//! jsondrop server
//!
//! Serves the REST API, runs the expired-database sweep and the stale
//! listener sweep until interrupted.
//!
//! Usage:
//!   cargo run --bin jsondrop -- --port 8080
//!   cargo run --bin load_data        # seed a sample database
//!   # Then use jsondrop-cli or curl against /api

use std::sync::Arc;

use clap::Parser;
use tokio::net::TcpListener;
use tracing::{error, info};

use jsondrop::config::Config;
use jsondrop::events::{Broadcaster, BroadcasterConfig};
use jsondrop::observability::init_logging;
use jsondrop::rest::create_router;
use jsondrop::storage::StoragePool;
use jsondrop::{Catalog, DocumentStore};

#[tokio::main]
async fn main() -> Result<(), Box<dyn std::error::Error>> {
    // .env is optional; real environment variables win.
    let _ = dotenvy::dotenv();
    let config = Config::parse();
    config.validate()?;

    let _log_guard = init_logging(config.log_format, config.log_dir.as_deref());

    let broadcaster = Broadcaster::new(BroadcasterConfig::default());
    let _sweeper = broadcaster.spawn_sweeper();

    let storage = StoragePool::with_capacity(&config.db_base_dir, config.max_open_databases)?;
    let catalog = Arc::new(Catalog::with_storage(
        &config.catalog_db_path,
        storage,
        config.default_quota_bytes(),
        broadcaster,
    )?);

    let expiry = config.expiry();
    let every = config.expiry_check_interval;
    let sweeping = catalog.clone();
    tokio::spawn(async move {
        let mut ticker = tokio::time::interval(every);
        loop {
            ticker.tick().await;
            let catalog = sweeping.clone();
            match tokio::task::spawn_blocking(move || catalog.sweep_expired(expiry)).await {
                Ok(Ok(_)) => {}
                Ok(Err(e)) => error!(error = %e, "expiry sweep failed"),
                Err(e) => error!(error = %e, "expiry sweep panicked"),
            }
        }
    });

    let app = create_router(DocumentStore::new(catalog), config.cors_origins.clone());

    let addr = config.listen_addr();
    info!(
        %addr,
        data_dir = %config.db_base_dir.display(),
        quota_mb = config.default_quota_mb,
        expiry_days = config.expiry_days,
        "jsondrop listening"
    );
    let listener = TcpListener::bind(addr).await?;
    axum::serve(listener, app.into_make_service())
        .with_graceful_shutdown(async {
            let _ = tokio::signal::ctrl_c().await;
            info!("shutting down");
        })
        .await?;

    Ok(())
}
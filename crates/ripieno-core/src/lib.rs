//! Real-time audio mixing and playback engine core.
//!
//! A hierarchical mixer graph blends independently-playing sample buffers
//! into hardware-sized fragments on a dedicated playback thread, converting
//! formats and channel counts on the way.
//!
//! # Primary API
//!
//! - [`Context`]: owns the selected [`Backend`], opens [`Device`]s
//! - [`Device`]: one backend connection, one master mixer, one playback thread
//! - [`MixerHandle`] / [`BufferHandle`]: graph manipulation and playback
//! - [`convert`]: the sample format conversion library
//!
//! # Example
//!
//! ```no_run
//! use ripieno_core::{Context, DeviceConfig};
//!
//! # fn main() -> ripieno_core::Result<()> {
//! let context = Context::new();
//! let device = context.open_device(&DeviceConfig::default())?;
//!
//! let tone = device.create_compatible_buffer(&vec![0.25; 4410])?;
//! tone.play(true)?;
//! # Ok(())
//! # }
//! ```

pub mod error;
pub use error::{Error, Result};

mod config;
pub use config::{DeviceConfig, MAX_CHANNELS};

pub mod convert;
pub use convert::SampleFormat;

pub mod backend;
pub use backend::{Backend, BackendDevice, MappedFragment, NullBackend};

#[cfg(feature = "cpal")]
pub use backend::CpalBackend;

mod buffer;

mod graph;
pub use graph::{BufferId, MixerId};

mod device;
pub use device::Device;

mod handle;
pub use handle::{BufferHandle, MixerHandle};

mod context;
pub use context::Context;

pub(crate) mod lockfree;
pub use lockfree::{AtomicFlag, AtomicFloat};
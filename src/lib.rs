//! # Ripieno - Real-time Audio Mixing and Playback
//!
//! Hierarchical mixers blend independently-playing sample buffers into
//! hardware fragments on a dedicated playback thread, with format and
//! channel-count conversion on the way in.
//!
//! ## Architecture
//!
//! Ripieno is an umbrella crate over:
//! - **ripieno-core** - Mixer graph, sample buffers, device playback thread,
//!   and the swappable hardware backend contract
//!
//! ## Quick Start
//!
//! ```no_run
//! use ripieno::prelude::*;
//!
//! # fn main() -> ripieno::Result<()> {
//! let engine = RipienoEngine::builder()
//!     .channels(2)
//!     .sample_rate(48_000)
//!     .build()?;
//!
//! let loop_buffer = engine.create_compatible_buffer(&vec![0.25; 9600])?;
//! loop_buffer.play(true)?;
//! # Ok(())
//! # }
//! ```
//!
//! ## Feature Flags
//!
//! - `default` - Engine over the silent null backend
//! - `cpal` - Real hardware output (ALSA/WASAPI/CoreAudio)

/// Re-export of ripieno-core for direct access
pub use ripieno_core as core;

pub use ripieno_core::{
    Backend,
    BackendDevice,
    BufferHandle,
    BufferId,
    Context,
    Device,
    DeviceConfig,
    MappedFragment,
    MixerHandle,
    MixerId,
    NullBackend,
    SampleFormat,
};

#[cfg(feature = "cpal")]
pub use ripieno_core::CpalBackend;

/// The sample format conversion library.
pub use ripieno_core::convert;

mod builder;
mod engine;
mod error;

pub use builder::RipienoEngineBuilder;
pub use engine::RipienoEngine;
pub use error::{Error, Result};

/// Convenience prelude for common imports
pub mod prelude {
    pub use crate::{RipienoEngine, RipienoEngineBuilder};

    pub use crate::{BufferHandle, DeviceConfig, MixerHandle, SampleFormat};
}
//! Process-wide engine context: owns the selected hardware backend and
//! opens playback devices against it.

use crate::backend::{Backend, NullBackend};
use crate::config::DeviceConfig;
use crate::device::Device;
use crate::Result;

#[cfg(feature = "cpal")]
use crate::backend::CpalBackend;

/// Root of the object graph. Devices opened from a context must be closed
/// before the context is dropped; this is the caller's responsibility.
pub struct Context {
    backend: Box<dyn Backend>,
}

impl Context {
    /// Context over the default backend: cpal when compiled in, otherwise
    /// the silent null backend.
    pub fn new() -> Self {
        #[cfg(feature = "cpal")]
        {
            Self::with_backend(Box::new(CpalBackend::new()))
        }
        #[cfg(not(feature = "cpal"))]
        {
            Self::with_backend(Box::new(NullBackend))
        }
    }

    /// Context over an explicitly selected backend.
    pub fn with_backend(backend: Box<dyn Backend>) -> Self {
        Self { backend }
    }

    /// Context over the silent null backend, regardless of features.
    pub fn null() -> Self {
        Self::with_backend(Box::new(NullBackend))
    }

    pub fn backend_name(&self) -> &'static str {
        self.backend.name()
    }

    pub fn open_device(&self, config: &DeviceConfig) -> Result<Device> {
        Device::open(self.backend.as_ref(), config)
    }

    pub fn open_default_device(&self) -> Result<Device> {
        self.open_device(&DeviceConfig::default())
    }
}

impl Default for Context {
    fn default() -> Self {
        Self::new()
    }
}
........
» **WORK REQUIRED**
Please print exactly what appears from the first line of the data through the line with "use jsondrop::config::Config;", including both of those lines and nothing past them.

» **FINISHED TASK**
//! jsondrop server
//!
//! Serves the REST API, runs the expired-database sweep and the stale
//! listener sweep until interrupted.
//!
//! Usage:
//!   cargo run --bin jsondrop -- --port 8080
//!   cargo run --bin load_data        # seed a sample database
//!   # Then use jsondrop-cli or curl against /api

use std::sync::Arc;

use clap::Parser;
use tokio::net::TcpListener;
use tracing::{error, info};

use jsondrop::config::Config;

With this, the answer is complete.